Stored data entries
• • • •

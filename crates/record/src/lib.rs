//! # Record - self-framing key/value records
//!
//! The unit of data exchanged between sorted record streams and the
//! compaction process. Records are written back-to-back with no separators;
//! each one carries a fixed-size meta header that is enough to locate its end.
//!
//! ## Binary Record Format
//!
//! ```text
//! [crc32: u32 LE][key_len: u32 LE][value_len: u32 LE][key ...][value ...]
//! ```
//!
//! The first 12 bytes are the meta header ([`META_LEN`]). The CRC32 covers
//! everything after itself (`key_len` through the end of the value).
//!
//! Decoding is a pure function of its input slice: a prefix that is too
//! short yields [`RecordError::InsufficientData`] and consumes nothing, so a
//! caller can buffer more bytes and retry on the same prefix.
//!
//! ## Example
//!
//! ```rust
//! use record::Record;
//!
//! let rec = Record::new(b"hello".to_vec(), b"world".to_vec());
//! let bytes = rec.to_bytes().unwrap();
//! assert_eq!(bytes.len(), rec.size());
//!
//! let (decoded, consumed) = Record::decode(&bytes).unwrap();
//! assert_eq!(decoded, rec);
//! assert_eq!(consumed, bytes.len());
//! ```

use byteorder::{ByteOrder, LittleEndian};
use crc32fast::Hasher as Crc32;
use std::io::{self, Write};

use thiserror::Error;

/// Size of the meta header in bytes: 4 (`crc32`) + 4 (`key_len`) + 4 (`value_len`).
pub const META_LEN: usize = 4 + 4 + 4;

/// Errors produced while decoding a record from a byte slice.
#[derive(Debug, Clone, PartialEq, Eq, Error)]
pub enum RecordError {
    /// The slice holds a prefix of a record but not the whole thing.
    ///
    /// `needed` is the number of bytes required to make progress: the header
    /// length while the header is incomplete, the full frame length after.
    #[error("insufficient data: need {needed} bytes, have {available}")]
    InsufficientData { needed: usize, available: usize },

    /// The header is internally inconsistent or the checksum does not match.
    #[error("malformed record: {0}")]
    Malformed(String),
}

impl RecordError {
    /// Returns `true` for the retryable "buffer more and try again" signal.
    #[must_use]
    pub fn is_insufficient(&self) -> bool {
        matches!(self, RecordError::InsufficientData { .. })
    }
}

/// Parsed meta header.
struct Header {
    crc: u32,
    key_len: usize,
    value_len: usize,
    frame_len: usize,
}

impl Header {
    fn parse(buf: &[u8]) -> Result<Self, RecordError> {
        if buf.len() < META_LEN {
            return Err(RecordError::InsufficientData {
                needed: META_LEN,
                available: buf.len(),
            });
        }

        let crc = LittleEndian::read_u32(&buf[0..4]);
        let key_len = LittleEndian::read_u32(&buf[4..8]) as usize;
        let value_len = LittleEndian::read_u32(&buf[8..12]) as usize;

        let frame_len = META_LEN
            .checked_add(key_len)
            .and_then(|n| n.checked_add(value_len))
            .ok_or_else(|| {
                RecordError::Malformed(format!(
                    "declared lengths overflow (key_len {}, value_len {})",
                    key_len, value_len
                ))
            })?;

        Ok(Self {
            crc,
            key_len,
            value_len,
            frame_len,
        })
    }
}

/// Returns the total encoded length of the record starting at `buf[0]`,
/// reading only the meta header.
///
/// Only [`META_LEN`] bytes need to be present. The checksum is **not**
/// verified here; use [`validate`] or [`Record::decode`] for that.
pub fn frame_len(buf: &[u8]) -> Result<usize, RecordError> {
    Header::parse(buf).map(|h| h.frame_len)
}

/// Fully checks the record at the front of `buf` (header, lengths and CRC)
/// and returns the number of bytes it occupies, without copying the key or
/// value out.
///
/// # Errors
///
/// - [`RecordError::InsufficientData`] if `buf` is a strict prefix of a record.
/// - [`RecordError::Malformed`] on a bad header or checksum mismatch.
pub fn validate(buf: &[u8]) -> Result<usize, RecordError> {
    let header = Header::parse(buf)?;
    checked_frame(buf, &header)?;
    Ok(header.frame_len)
}

fn checked_frame<'a>(buf: &'a [u8], header: &Header) -> Result<&'a [u8], RecordError> {
    if buf.len() < header.frame_len {
        return Err(RecordError::InsufficientData {
            needed: header.frame_len,
            available: buf.len(),
        });
    }

    let frame = &buf[..header.frame_len];
    let mut hasher = Crc32::new();
    hasher.update(&frame[4..]);
    let actual = hasher.finalize();
    if actual != header.crc {
        return Err(RecordError::Malformed(format!(
            "CRC32 mismatch: expected {:#010x}, got {:#010x}",
            header.crc, actual
        )));
    }
    Ok(frame)
}

fn length_field(len: usize, what: &str) -> io::Result<u32> {
    u32::try_from(len).map_err(|_| {
        io::Error::new(
            io::ErrorKind::InvalidInput,
            format!("record {} too large (exceeds u32::MAX bytes)", what),
        )
    })
}

/// An immutable key/value record.
#[derive(Debug, Clone, PartialEq, Eq)]
pub struct Record {
    key: Vec<u8>,
    value: Vec<u8>,
}

impl Record {
    /// Creates a record from its key and value.
    ///
    /// Length limits are enforced at [`encode`](Record::encode) time, not here.
    pub fn new(key: Vec<u8>, value: Vec<u8>) -> Self {
        Self { key, value }
    }

    /// Decodes the record at the front of `buf`.
    ///
    /// Returns the record and the number of bytes it consumed. Trailing
    /// bytes after the record are ignored. On error nothing is consumed and
    /// the same call can be repeated once more bytes are available.
    ///
    /// # Errors
    ///
    /// - [`RecordError::InsufficientData`] if `buf` does not yet contain the
    ///   meta header plus the declared key and value bytes.
    /// - [`RecordError::Malformed`] if the header is inconsistent or the
    ///   CRC32 does not match.
    pub fn decode(buf: &[u8]) -> Result<(Self, usize), RecordError> {
        let header = Header::parse(buf)?;
        let frame = checked_frame(buf, &header)?;

        let key_end = META_LEN + header.key_len;
        let key = frame[META_LEN..key_end].to_vec();
        let value = frame[key_end..key_end + header.value_len].to_vec();

        Ok((Self { key, value }, header.frame_len))
    }

    /// The record's key.
    #[must_use]
    pub fn key(&self) -> &[u8] {
        &self.key
    }

    /// The record's value.
    #[must_use]
    pub fn value(&self) -> &[u8] {
        &self.value
    }

    /// Consumes the record, returning `(key, value)`.
    pub fn into_parts(self) -> (Vec<u8>, Vec<u8>) {
        (self.key, self.value)
    }

    /// Total encoded size: `META_LEN + key.len() + value.len()`.
    #[must_use]
    pub fn size(&self) -> usize {
        META_LEN + self.key.len() + self.value.len()
    }

    /// Serializes the record to `w`: meta header, then key, then value.
    ///
    /// Nothing is written if the key or the value does not fit in a `u32`
    /// length field; that returns `io::ErrorKind::InvalidInput`. How large a
    /// record a reader accepts is the reader's own bound, not the codec's.
    pub fn encode<W: Write>(&self, w: &mut W) -> io::Result<()> {
        let key_len = length_field(self.key.len(), "key")?;
        let value_len = length_field(self.value.len(), "value")?;

        let mut header = [0u8; META_LEN];
        LittleEndian::write_u32(&mut header[4..8], key_len);
        LittleEndian::write_u32(&mut header[8..12], value_len);

        let mut hasher = Crc32::new();
        hasher.update(&header[4..]);
        hasher.update(&self.key);
        hasher.update(&self.value);
        LittleEndian::write_u32(&mut header[0..4], hasher.finalize());

        w.write_all(&header)?;
        w.write_all(&self.key)?;
        w.write_all(&self.value)?;
        Ok(())
    }

    /// Encodes the record into a freshly allocated buffer.
    pub fn to_bytes(&self) -> io::Result<Vec<u8>> {
        let mut buf = Vec::with_capacity(self.size());
        self.encode(&mut buf)?;
        Ok(buf)
    }
}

• • • •

__DESCRIPTION OF THE TASK__
Would you repeat, exactly and with nothing added, every line from the line containing "LittleEndian::write_u32(&mut header[0..4], hasher.finalize());" through the last line of the records above?

__TASK SOLUTION__
        LittleEndian::write_u32(&mut header[0..4], hasher.finalize());

        w.write_all(&header)?;
        w.write_all(&self.key)?;
        w.write_all(&self.value)?;
        Ok(())
    }

    /// Encodes the record into a freshly allocated buffer.
    pub fn to_bytes(&self) -> io::Result<Vec<u8>> {
        let mut buf = Vec::with_capacity(self.size());
        self.encode(&mut buf)?;
        Ok(buf)
    }
}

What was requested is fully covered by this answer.